--- EXERCISE DATA Enclosed Below ---

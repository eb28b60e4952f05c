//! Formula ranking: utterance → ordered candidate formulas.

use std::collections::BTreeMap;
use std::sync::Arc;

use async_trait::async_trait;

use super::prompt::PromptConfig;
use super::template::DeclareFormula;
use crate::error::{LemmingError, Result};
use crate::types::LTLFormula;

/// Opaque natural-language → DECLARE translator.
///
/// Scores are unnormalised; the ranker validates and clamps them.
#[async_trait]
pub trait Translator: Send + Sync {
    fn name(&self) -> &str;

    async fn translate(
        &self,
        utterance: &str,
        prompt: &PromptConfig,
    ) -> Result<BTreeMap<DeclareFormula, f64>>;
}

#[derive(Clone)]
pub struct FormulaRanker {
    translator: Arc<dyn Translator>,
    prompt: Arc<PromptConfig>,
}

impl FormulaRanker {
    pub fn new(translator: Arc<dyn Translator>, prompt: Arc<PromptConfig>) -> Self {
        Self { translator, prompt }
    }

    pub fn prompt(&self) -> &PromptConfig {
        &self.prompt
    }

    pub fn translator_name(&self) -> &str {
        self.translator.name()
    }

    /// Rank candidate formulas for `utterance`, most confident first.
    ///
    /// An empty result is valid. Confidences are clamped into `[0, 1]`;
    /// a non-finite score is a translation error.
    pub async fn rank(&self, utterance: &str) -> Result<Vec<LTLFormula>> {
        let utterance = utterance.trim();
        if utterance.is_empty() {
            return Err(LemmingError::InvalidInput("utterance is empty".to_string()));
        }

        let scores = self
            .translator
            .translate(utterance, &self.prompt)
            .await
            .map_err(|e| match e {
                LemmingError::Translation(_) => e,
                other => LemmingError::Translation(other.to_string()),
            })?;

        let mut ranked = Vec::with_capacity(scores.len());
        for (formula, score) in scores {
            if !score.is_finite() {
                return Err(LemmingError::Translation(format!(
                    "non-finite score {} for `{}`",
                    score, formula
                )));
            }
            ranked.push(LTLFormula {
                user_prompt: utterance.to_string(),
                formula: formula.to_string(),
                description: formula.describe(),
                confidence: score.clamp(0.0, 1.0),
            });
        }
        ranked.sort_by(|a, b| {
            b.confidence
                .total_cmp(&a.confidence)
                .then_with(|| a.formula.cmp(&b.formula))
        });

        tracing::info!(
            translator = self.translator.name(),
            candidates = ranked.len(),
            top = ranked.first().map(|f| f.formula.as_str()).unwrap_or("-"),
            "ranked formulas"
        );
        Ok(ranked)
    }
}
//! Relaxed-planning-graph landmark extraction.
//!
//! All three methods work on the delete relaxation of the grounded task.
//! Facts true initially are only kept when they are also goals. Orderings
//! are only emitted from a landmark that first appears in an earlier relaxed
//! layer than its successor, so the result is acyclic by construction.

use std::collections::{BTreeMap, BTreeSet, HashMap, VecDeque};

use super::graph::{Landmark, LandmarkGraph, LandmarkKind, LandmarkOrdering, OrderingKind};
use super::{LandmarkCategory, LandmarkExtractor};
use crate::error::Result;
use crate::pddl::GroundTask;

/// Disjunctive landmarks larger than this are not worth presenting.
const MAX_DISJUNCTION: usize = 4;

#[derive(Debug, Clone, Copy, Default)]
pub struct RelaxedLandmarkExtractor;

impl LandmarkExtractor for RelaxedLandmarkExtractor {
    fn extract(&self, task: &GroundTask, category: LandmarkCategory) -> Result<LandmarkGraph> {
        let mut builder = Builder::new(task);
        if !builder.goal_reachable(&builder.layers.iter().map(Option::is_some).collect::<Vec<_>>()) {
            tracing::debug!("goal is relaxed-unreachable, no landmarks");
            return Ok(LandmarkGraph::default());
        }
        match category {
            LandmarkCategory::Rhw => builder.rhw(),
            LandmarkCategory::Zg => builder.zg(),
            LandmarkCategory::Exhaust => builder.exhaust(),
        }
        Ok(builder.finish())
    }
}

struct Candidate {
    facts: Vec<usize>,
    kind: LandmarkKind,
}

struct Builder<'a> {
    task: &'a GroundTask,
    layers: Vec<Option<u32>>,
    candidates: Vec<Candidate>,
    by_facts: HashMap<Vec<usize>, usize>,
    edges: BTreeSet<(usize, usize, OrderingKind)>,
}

--- End of Enclosed EXERCISE DATA ---
--- EXERCISE DATA Enclosed Below ---

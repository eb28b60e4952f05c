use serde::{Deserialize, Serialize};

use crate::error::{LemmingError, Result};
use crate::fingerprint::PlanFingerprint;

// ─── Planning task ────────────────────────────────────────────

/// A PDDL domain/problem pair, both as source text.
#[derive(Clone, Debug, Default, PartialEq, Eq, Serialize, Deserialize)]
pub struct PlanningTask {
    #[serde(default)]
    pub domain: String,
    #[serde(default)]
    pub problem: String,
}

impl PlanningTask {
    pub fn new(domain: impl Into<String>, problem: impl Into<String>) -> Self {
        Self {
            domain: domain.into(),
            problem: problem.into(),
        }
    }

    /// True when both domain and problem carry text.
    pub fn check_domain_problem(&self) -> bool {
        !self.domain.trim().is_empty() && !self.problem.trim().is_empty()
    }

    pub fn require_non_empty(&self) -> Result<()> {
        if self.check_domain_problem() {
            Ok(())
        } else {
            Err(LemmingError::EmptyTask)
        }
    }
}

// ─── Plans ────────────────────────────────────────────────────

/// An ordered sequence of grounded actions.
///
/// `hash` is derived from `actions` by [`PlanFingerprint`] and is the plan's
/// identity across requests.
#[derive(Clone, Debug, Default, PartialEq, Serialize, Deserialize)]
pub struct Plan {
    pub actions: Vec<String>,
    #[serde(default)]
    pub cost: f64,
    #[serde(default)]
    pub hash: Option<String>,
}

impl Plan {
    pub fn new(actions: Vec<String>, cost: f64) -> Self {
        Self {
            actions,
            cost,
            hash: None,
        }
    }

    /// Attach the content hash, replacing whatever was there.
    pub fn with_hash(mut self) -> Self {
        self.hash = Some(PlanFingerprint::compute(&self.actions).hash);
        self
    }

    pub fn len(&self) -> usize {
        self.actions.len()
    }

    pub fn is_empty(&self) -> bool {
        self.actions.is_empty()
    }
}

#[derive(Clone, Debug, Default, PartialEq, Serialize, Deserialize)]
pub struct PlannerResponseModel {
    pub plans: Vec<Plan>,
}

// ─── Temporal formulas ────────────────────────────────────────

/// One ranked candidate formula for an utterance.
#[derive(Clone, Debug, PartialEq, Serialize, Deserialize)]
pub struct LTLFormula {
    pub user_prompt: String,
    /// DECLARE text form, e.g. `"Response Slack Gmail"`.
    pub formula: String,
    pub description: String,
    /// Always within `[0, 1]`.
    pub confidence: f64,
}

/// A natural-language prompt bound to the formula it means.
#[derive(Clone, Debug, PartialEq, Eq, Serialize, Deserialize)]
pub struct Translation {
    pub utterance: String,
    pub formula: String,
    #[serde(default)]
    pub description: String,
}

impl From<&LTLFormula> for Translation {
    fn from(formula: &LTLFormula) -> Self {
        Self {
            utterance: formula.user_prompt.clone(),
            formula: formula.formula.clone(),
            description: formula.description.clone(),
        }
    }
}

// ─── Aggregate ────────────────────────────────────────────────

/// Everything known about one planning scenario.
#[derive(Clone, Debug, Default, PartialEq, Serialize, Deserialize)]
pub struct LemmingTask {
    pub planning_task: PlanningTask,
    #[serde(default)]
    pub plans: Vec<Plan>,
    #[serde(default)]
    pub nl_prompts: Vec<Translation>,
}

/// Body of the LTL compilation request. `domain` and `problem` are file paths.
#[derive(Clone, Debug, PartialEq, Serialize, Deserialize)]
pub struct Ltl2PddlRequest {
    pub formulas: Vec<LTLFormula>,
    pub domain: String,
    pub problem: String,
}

--- End of Enclosed EXERCISE DATA ---

__WORK REQUIRED__
Nothing but the lines above from the one containing "pub struct Translation" through the one containing "one planning scenario." should appear in the answer, each repeated exactly.

__TASK OUTPUT__
pub struct Translation {
    pub utterance: String,
    pub formula: String,
    #[serde(default)]
    pub description: String,
}

impl From<&LTLFormula> for Translation {
    fn from(formula: &LTLFormula) -> Self {
        Self {
            utterance: formula.user_prompt.clone(),
            formula: formula.formula.clone(),
            description: formula.description.clone(),
        }
    }
}

// ─── Aggregate ────────────────────────────────────────────────

/// Everything known about one planning scenario.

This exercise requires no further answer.